__What the task asks__
Among the entries, which lines carry the string "EntityKind"? Copy each of them.

[Stored dataset items]
——

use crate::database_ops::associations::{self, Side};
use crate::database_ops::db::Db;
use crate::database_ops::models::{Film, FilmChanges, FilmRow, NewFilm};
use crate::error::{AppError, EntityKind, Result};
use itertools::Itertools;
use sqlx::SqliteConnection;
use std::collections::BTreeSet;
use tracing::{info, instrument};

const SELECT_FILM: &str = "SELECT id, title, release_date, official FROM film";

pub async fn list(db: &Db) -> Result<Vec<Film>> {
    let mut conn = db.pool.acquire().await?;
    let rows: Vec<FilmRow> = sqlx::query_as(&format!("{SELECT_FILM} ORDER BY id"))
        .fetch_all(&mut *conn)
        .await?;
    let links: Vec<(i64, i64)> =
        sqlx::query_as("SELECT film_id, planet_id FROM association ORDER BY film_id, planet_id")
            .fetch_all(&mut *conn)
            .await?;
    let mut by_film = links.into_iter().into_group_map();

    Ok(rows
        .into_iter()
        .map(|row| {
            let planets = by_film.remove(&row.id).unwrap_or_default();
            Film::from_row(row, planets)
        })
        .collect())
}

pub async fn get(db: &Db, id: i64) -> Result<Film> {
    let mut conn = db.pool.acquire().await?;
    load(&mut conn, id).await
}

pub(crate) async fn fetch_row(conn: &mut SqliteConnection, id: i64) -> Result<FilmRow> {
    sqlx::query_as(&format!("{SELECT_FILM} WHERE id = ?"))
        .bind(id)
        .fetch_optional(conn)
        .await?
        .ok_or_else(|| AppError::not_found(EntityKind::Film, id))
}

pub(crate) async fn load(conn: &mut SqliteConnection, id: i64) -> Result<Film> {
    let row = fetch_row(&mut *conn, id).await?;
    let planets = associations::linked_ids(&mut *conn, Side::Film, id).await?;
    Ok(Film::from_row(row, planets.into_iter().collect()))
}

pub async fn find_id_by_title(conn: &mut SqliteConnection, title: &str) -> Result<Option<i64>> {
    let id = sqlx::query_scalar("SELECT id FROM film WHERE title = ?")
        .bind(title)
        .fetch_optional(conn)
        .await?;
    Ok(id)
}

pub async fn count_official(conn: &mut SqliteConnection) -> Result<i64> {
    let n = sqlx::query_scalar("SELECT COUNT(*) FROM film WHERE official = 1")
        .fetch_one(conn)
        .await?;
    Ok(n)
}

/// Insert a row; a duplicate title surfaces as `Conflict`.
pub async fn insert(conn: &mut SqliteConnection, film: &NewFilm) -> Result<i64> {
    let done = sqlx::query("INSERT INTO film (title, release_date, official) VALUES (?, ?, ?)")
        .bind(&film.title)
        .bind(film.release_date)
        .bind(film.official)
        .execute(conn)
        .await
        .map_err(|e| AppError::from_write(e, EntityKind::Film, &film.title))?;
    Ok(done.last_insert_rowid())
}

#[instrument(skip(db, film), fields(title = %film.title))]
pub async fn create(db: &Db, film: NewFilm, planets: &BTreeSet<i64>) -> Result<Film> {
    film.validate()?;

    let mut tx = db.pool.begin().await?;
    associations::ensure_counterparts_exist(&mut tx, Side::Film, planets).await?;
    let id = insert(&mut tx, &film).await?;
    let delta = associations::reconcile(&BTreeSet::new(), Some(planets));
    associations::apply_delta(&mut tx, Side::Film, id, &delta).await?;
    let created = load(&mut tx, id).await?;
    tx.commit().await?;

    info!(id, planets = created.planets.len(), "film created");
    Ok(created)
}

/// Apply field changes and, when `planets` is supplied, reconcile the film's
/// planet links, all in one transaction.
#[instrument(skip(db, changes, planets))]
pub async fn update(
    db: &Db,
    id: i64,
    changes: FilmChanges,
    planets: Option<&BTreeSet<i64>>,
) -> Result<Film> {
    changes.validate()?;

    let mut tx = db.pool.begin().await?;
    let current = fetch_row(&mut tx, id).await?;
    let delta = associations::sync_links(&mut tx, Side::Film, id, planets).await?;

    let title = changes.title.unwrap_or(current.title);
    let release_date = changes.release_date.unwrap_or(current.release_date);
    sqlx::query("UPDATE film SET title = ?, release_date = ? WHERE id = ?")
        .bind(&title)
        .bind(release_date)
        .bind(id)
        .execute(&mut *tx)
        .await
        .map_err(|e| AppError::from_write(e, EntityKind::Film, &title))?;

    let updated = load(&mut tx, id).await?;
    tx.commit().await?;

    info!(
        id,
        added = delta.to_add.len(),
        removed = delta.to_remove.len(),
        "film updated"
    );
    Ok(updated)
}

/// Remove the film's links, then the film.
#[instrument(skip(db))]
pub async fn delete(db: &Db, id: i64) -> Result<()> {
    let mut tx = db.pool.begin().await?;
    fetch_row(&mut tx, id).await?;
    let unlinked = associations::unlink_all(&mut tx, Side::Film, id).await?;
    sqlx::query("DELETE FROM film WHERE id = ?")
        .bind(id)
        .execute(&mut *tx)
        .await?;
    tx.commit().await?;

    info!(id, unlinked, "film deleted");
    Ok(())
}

——

__Answer to the problem__
use crate::error::{AppError, EntityKind, Result};
        .ok_or_else(|| AppError::not_found(EntityKind::Film, id))
        .map_err(|e| AppError::from_write(e, EntityKind::Film, &film.title))?;
        .map_err(|e| AppError::from_write(e, EntityKind::Film, &title))?;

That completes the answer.